[DATA SUPPLIED]
=-=-=
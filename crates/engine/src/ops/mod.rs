//! Pure operations over borrowed expense slices.
//!
//! Nothing here mutates its input, so every operation can run against the same
//! data in any order.

mod aggregates;
mod budget;
mod classify;
mod lookups;
mod tax;

pub use aggregates::{describe_above, totals_by_category};
pub use budget::{BudgetReport, BudgetStatus, WARNING_MARGIN, analyze_budget};
pub use classify::{Classified, Priority, classify, classify_sorted};
pub use lookups::{find_category, find_expensive};
pub use tax::{TAX_RATE_PERCENT, estimate_tax};
//! Expense domain engine.
//!
//! Raw input becomes an [`Expense`] through the validation pipeline in
//! [`validation`]; the [`ops`] module holds the lookups and reports computed
//! from expense slices. Money is always [`Money`].

pub use categories::{ALLOWED_CATEGORIES, Category, CategoryKind, DEFAULT_COLOR};
pub use currency::Currency;
pub use error::{EngineError, ValidationError};
pub use expense::{Expense, ExpenseSummary, total_amount};
pub use money::Money;
pub use ops::{
    BudgetReport, BudgetStatus, Classified, Priority, TAX_RATE_PERCENT, WARNING_MARGIN,
    analyze_budget, classify, classify_sorted, describe_above, estimate_tax, find_category,
    find_expensive, totals_by_category,
};
pub use validation::{
    create_expense, parse_amount, validate_all, validate_category, validate_description,
};

mod categories;
mod currency;
mod error;
mod expense;
mod money;
pub mod ops;
pub mod validation;

type ResultEngine<T> = Result<T, EngineError>;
=-=-=
[PROMPT]
Without any change, reproduce the listing above in full.

[RESPONSE TO THE EXERCISE]
filename crates/engine/src/ops/mod.rs
//! Pure operations over borrowed expense slices.
//!
//! Nothing here mutates its input, so every operation can run against the same
//! data in any order.

mod aggregates;
mod budget;
mod classify;
mod lookups;
mod tax;

pub use aggregates::{describe_above, totals_by_category};
pub use budget::{BudgetReport, BudgetStatus, WARNING_MARGIN, analyze_budget};
pub use classify::{Classified, Priority, classify, classify_sorted};
pub use lookups::{find_category, find_expensive};
pub use tax::{TAX_RATE_PERCENT, estimate_tax};
//! Expense domain engine.
//!
//! Raw input becomes an [`Expense`] through the validation pipeline in
//! [`validation`]; the [`ops`] module holds the lookups and reports computed
//! from expense slices. Money is always [`Money`].

pub use categories::{ALLOWED_CATEGORIES, Category, CategoryKind, DEFAULT_COLOR};
pub use currency::Currency;
pub use error::{EngineError, ValidationError};
pub use expense::{Expense, ExpenseSummary, total_amount};
pub use money::Money;
pub use ops::{
    BudgetReport, BudgetStatus, Classified, Priority, TAX_RATE_PERCENT, WARNING_MARGIN,
    analyze_budget, classify, classify_sorted, describe_above, estimate_tax, find_category,
    find_expensive, totals_by_category,
};
pub use validation::{
    create_expense, parse_amount, validate_all, validate_category, validate_description,
};

mod categories;
mod currency;
mod error;
mod expense;
mod money;
pub mod ops;
pub mod validation;

type ResultEngine<T> = Result<T, EngineError>;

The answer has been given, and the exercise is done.